* [Exercise instructions]
Please find every line of the listing below where "DayMonthYearTime" occurs and copy it.

* [Records for the task]
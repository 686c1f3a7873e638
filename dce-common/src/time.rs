//! Timestamp utilities and the flexible transfer-date codec
//!
//! Imported payloads come from several producers (mobile exports, spreadsheet
//! conversions on the backend) and carry dates in whatever shape the producer
//! used. Decoding accepts every known shape; encoding always emits one
//! canonical RFC 3339 form.

use chrono::{DateTime, Datelike, NaiveDate, NaiveDateTime, SecondsFormat, Utc};
use serde::de::{self, Deserializer, Visitor};
use serde::{Deserialize, Serialize, Serializer};
use std::fmt;
use thiserror::Error;

/// Dates landing in this year are day-0 artifacts of the 1900 spreadsheet epoch
pub const SPREADSHEET_EPOCH_YEAR: i32 = 1900;

/// Get current UTC timestamp
pub fn now() -> DateTime<Utc> {
    Utc::now()
}

/// Why a transfer date was refused
#[derive(Debug, Clone, PartialEq, Error)]
pub enum DateParseError {
    #[error("invalid date {0:?}: no supported format matches")]
    Unrecognized(String),

    #[error("invalid date {0:?}: year 1900 is a spreadsheet epoch artifact")]
    SpreadsheetEpoch(String),

    #[error("invalid timestamp {0}: out of range")]
    OutOfRange(f64),
}

/// String date layouts, in decoding priority order
#[derive(Debug, Clone, Copy, PartialEq, Eq)]
pub enum DateFormat {
    /// `2024-03-01T08:30:00.250Z`
    IsoFractional,
    /// `2024-03-01T08:30:00Z`
    IsoPlain,
    /// `2024-03-01`
    YearMonthDay,
    /// `01/03/2024`
    DayMonthYear,
    /// `03/01/2024`
    MonthDayYear,
    /// `01/03/2024 08:30:00`
    DayMonthYearTime,
}

impl DateFormat {
    pub const PRIORITY: [DateFormat; 6] = [
        DateFormat::IsoFractional,
        DateFormat::IsoPlain,
        DateFormat::YearMonthDay,
        DateFormat::DayMonthYear,
        DateFormat::MonthDayYear,
        DateFormat::DayMonthYearTime,
    ];

    fn parse(self, input: &str) -> Option<DateTime<Utc>> {
        match self {
            DateFormat::IsoFractional | DateFormat::IsoPlain => {
                let time_part = input.split_once('T').map(|(_, t)| t)?;
                let fractional = time_part.contains('.');
                if fractional != (self == DateFormat::IsoFractional) {
                    return None;
                }
                DateTime::parse_from_rfc3339(input)
                    .ok()
                    .map(|dt| dt.with_timezone(&Utc))
            }
            DateFormat::YearMonthDay => date_at_midnight(input, "%Y-%m-%d"),
            DateFormat::DayMonthYear => date_at_midnight(input, "%d/%m/%Y"),
            DateFormat::MonthDayYear => date_at_midnight(input, "%m/%d/%Y"),
            DateFormat::DayMonthYearTime => {
                NaiveDateTime::parse_from_str(input, "%d/%m/%Y %H:%M:%S")
                    .ok()
                    .map(|naive| naive.and_utc())
            }
        }
    }
}

fn date_at_midnight(input: &str, layout: &str) -> Option<DateTime<Utc>> {
    NaiveDate::parse_from_str(input, layout)
        .ok()
        .and_then(|date| date.and_hms_opt(0, 0, 0))
        .map(|naive| naive.and_utc())
}

fn reject_epoch_artifact(date: DateTime<Utc>, raw: String) -> Result<DateTime<Utc>, DateParseError> {
    if date.year() == SPREADSHEET_EPOCH_YEAR {
        Err(DateParseError::SpreadsheetEpoch(raw))
    } else {
        Ok(date)
    }
}

/// Parse a date string using the first matching [`DateFormat`]
pub fn parse_date_str(input: &str) -> Result<DateTime<Utc>, DateParseError> {
    let trimmed = input.trim();
    let parsed = DateFormat::PRIORITY
        .iter()
        .find_map(|format| format.parse(trimmed))
        .ok_or_else(|| DateParseError::Unrecognized(input.to_string()))?;
    reject_epoch_artifact(parsed, input.to_string())
}

/// Interpret a number as seconds since the Unix epoch
pub fn parse_timestamp(seconds: f64) -> Result<DateTime<Utc>, DateParseError> {
    if !seconds.is_finite() {
        return Err(DateParseError::OutOfRange(seconds));
    }
    let whole = seconds.floor();
    let nanos = (((seconds - whole) * 1e9).round() as u32).min(999_999_999);
    let parsed = DateTime::from_timestamp(whole as i64, nanos)
        .ok_or(DateParseError::OutOfRange(seconds))?;
    reject_epoch_artifact(parsed, seconds.to_string())
}

/// Canonical encoding used for every date this crate writes
pub fn format_canonical(date: &DateTime<Utc>) -> String {
    date.to_rfc3339_opts(SecondsFormat::Millis, true)
}

/// A date as it appears on the wire
#[derive(Debug, Clone, Copy, PartialEq, Eq, PartialOrd, Ord, Hash)]
pub struct TransferDate(pub DateTime<Utc>);

impl Serialize for TransferDate {
    fn serialize<S: Serializer>(&self, serializer: S) -> Result<S::Ok, S::Error> {
        serializer.serialize_str(&format_canonical(&self.0))
    }
}

struct TransferDateVisitor;

impl<'de> Visitor<'de> for TransferDateVisitor {
    type Value = TransferDate;

    fn expecting(&self, formatter: &mut fmt::Formatter) -> fmt::Result {
        formatter.write_str("a Unix timestamp or a date string")
    }

    fn visit_i64<E: de::Error>(self, value: i64) -> Result<Self::Value, E> {
        parse_timestamp(value as f64).map(TransferDate).map_err(E::custom)
    }

    fn visit_u64<E: de::Error>(self, value: u64) -> Result<Self::Value, E> {
        parse_timestamp(value as f64).map(TransferDate).map_err(E::custom)
    }

    fn visit_f64<E: de::Error>(self, value: f64) -> Result<Self::Value, E> {
        parse_timestamp(value).map(TransferDate).map_err(E::custom)
    }

    fn visit_str<E: de::Error>(self, value: &str) -> Result<Self::Value, E> {
        parse_date_str(value).map(TransferDate).map_err(E::custom)
    }
}

impl<'de> Deserialize<'de> for TransferDate {
    fn deserialize<D: Deserializer<'de>>(deserializer: D) -> Result<Self, D::Error> {
        deserializer.deserialize_any(TransferDateVisitor)
    }
}

/// `#[serde(with)]` adapter for a required date field
pub mod flexible {
    use super::TransferDate;
    use chrono::{DateTime, Utc};
    use serde::{Deserialize, Deserializer, Serialize, Serializer};

    pub fn serialize<S: Serializer>(date: &DateTime<Utc>, serializer: S) -> Result<S::Ok, S::Error> {
        TransferDate(*date).serialize(serializer)
    }

    pub fn deserialize<'de, D: Deserializer<'de>>(deserializer: D) -> Result<DateTime<Utc>, D::Error> {
        TransferDate::deserialize(deserializer).map(|date| date.0)
    }
}

/// `#[serde(with)]` adapter for an optional date field (pair with `default`)
pub mod flexible_opt {
    use super::TransferDate;
    use chrono::{DateTime, Utc};
    use serde::{Deserialize, Deserializer, Serialize, Serializer};

    pub fn serialize<S: Serializer>(
        date: &Option<DateTime<Utc>>,
        serializer: S,
    ) -> Result<S::Ok, S::Error> {
        date.map(TransferDate).serialize(serializer)
    }

    pub fn deserialize<'de, D: Deserializer<'de>>(
        deserializer: D,
    ) -> Result<Option<DateTime<Utc>>, D::Error> {
        Option::<TransferDate>::deserialize(deserializer).map(|date| date.map(|d| d.0))
    }
}

/// `#[serde(with)]` adapter for title → item → date maps
pub mod flexible_nested {
    use super::TransferDate;
    use chrono::{DateTime, Utc};
    use serde::{Deserialize, Deserializer, Serialize, Serializer};
    use std::collections::BTreeMap;

    type Nested = BTreeMap<String, BTreeMap<String, DateTime<Utc>>>;

    pub fn serialize<S: Serializer>(dates: &Nested, serializer: S) -> Result<S::Ok, S::Error> {
        let wire: BTreeMap<&String, BTreeMap<&String, TransferDate>> = dates
            .iter()
            .map(|(title, items)| {
                let items = items
                    .iter()
                    .map(|(item, date)| (item, TransferDate(*date)))
                    .collect();
                (title, items)
            })
            .collect();
        wire.serialize(serializer)
    }

    pub fn deserialize<'de, D: Deserializer<'de>>(deserializer: D) -> Result<Nested, D::Error> {
        let wire = Option::<BTreeMap<String, BTreeMap<String, TransferDate>>>::deserialize(deserializer)?
            .unwrap_or_default();
        Ok(wire
            .into_iter()
            .map(|(title, items)| {
                let items = items.into_iter().map(|(item, date)| (item, date.0)).collect();
                (title, items)
            })
            .collect())
    }
}
//! Wiring of the store with its persistence writer and sync worker

use crate::backend::{AuthSession, BackendClient};
use crate::export::Exporter;
use crate::persistence::{flush, load_store, persistence_channel, PersistenceWriter};
use crate::remote::{sync_channel, SyncResult, SyncWorker};
use crate::search::{SearchDebouncer, SearchResults};
use crate::store::RecordStore;
use dce_common::config::TomlConfig;
use dce_common::db::init_database;
use dce_common::events::EventBus;
use dce_common::{Error, Result};
use sqlx::SqlitePool;
use std::sync::Arc;
use tokio::sync::{mpsc, watch};
use tokio::task::JoinHandle;
use tracing::{info, warn};

/// Everything the owning task needs, opened from configuration
pub struct CoreContext {
    pub db: SqlitePool,
    pub store: RecordStore,
    pub events: EventBus,
    pub exporter: Exporter,
    pub persistence: PersistenceWriter,
    pub search: SearchDebouncer,
    /// Present when a backend is configured
    pub sync_results: Option<mpsc::UnboundedReceiver<SyncResult>>,
    sync_worker: Option<JoinHandle<()>>,
}

impl CoreContext {
    /// Install tracing, open the database, restore the store and start the
    /// background tasks
    ///
    /// Remote sync is only started when `backend_url` is configured.
    pub async fn open(config: &TomlConfig, session: Arc<AuthSession>) -> Result<Self> {
        dce_common::logging::init_tracing(&config.log_level)?;

        let db_path = config.database_path();
        let db = init_database(&db_path).await?;

        let events = EventBus::default();
        let mut store = load_store(&db, events.clone()).await?;

        let (snapshot_tx, snapshot_rx) = persistence_channel();
        let persistence =
            PersistenceWriter::spawn(db.clone(), snapshot_rx, config.persistence_debounce());
        store.attach_persistence(snapshot_tx, persistence.persisted());

        let (sync_worker, sync_results) = match &config.backend_url {
            Some(url) => {
                let client = BackendClient::new(url.as_str(), session)
                    .map_err(|e| Error::Config(format!("Backend client: {}", e)))?;
                let (command_tx, command_rx) = sync_channel();
                let (handle, results) = SyncWorker::spawn(Arc::new(client), command_rx);
                store.attach_sync(command_tx);
                info!(backend = %url, "Remote sync enabled");
                (Some(handle), Some(results))
            }
            None => {
                info!("No backend configured, running local only");
                (None, None)
            }
        };

        let exporter = Exporter::from_config(config).with_events(events.clone());
        let (search, _) = SearchDebouncer::new(config.search_debounce());

        Ok(Self {
            db,
            store,
            events,
            exporter,
            persistence,
            search,
            sync_results,
            sync_worker,
        })
    }

    /// Debounced search over the drivers as they are now
    pub fn search_drivers(&mut self, query: impl Into<String>) -> JoinHandle<bool> {
        let drivers: Arc<[_]> = Arc::from(self.store.drivers());
        self.search.submit(query, drivers)
    }

    pub fn search_results(&self) -> watch::Receiver<SearchResults> {
        self.search.subscribe()
    }

    /// Drain the background tasks, then write directly whatever the
    /// persistence writer could not
    pub async fn shutdown(self) {
        let Self {
            db,
            mut store,
            persistence,
            search,
            sync_worker,
            ..
        } = self;
        drop(search);
        drop(store.detach_persistence());

        let writes = persistence.join().await;
        if store.is_dirty() {
            warn!(
                generation = store.generation(),
                persisted = store.persisted_generation(),
                "Unsaved changes at shutdown, flushing"
            );
            if let Err(e) = flush(&db, &mut store).await {
                warn!("Final flush failed, recent changes are lost: {}", e);
            }
        }

        drop(store);
        if let Some(handle) = sync_worker {
            let _ = handle.await;
        }
        db.close().await;
        info!(writes, "Core shut down");
    }
}

#[cfg(test)]
mod tests {
    use super::*;
    use dce_common::models::DriverRecord;

    #[tokio::test]
    async fn test_open_persists_across_restarts() {
        let dir = tempfile::tempdir().unwrap();
        let config = TomlConfig {
            root_folder: Some(dir.path().to_path_buf()),
            persistence_debounce_ms: 10,
            ..TomlConfig::default()
        };

        let mut core = CoreContext::open(&config, Arc::new(AuthSession::anonymous()))
            .await
            .unwrap();
        assert!(core.sync_results.is_none());
        core.store.append(DriverRecord::new("Martin"));
        core.shutdown().await;

        let core = CoreContext::open(&config, Arc::new(AuthSession::anonymous()))
            .await
            .unwrap();
        assert_eq!(core.store.len(), 1);
        assert_eq!(core.store.driver(0).unwrap().name, "Martin");
    }

    #[tokio::test]
    async fn test_search_uses_configured_debounce() {
        let dir = tempfile::tempdir().unwrap();
        let config = TomlConfig {
            root_folder: Some(dir.path().to_path_buf()),
            search_debounce_ms: 10,
            ..TomlConfig::default()
        };

        let mut core = CoreContext::open(&config, Arc::new(AuthSession::anonymous()))
            .await
            .unwrap();
        core.store.append(DriverRecord::new("Durand"));
        core.store.append(DriverRecord::new("Martin"));
        let mut results = core.search_results();

        let superseded = core.search_drivers("dur");
        let latest = core.search_drivers("mart");
        assert!(!superseded.await.unwrap());
        assert!(latest.await.unwrap());

        results.changed().await.unwrap();
        assert_eq!(results.borrow().indices, vec![1]);
        core.shutdown().await;
    }
}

* [Result of the task]
    DayMonthYearTime,
        DateFormat::DayMonthYearTime,
            DateFormat::DayMonthYearTime => {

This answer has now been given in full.